What to do: Answer with a number only: how many lines of the data contain "BLANKS"?

Data shown:
- - - - -
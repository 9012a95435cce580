//! Wrapping long console lines to the terminal width.
use once_cell::sync::Lazy;
use std::borrow::Cow;
use terminal_size::{terminal_size, Height, Width};
use textwrap::wrap;

struct Constants<'a> {
    line_width: usize,
    wrap_options: textwrap::Options<'a>,
}
static C: Lazy<Constants> = Lazy::new(|| {
    fn from_env() -> Option<usize> {
        std::env::var_os("COLUMNS")?.to_str()?.parse::<usize>().ok()
    }
    let line_width = if let Some((Width(width), Height(_))) = terminal_size() {
        usize::from(width)
    } else {
        from_env().unwrap_or(100)
    };
    let wrap_options = textwrap::Options::new(line_width);

    Constants { line_width, wrap_options }
});

const BLANKS: &str = "                                ";

/// The width console output is wrapped to
#[must_use]
pub fn line_width() -> usize {
    C.line_width
}

/// Wraps `text` so that the first line starts with `label` and the
/// following lines are indented to line up under the text.
#[must_use]
pub fn labelled<'a>(label: &'a str, text: &'a str) -> Vec<Cow<'a, str>> {
    labelled_to(C.line_width, label, text)
}

fn labelled_to<'a>(width: usize, label: &'a str, text: &'a str) -> Vec<Cow<'a, str>> {
    let rest = &BLANKS[..label.chars().count().min(BLANKS.len())];
    let options = C.wrap_options.clone().width(width).initial_indent(label).subsequent_indent(rest);
    wrap(text, options)
}

#[allow(clippy::pedantic)]
#[cfg(test)]
mod test {
    use super::*;

    #[test]
    fn short_text_stays_on_one_line() {
        assert_eq!(labelled_to(80, "A = ", "{1, 2, 3}"), vec!["A = {1, 2, 3}"]);
    }

    #[test]
    fn continuation_lines_line_up_under_the_text() {
        let lines = labelled_to(15, "Set: ", "{1, 2, 3, 4, 5, 6, 7}");
        assert_eq!(lines, vec!["Set: {1, 2,", "     3, 4, 5,", "     6, 7}"]);
    }

    #[test]
    fn width_is_positive() {
        assert!(line_width() > 0);
    }
}
use anyhow::Result;
use is_terminal::IsTerminal;
use std::io::{self, BufWriter};
use tracing_subscriber::{fmt, prelude::*, EnvFilter};

use setkeeper::commands::execute;

fn init_tracing() {
    let filter = EnvFilter::try_from_default_env().unwrap_or_else(|_| EnvFilter::new("warn"));
    tracing_subscriber::registry()
        .with(filter)
        .with(fmt::layer().with_target(false).with_writer(io::stderr))
        .init();
}

fn main() -> Result<()> {
    init_tracing();
    let args = setkeeper::args::parsed();
    let stdout = anstream::AutoStream::new(io::stdout().lock(), args.color.into());
    if io::stdout().is_terminal() {
        let mut stdout = stdout;
        execute(args, &mut stdout)
    } else {
        execute(args, &mut BufWriter::new(stdout))
    }
}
- - - - -
Exercise output: 2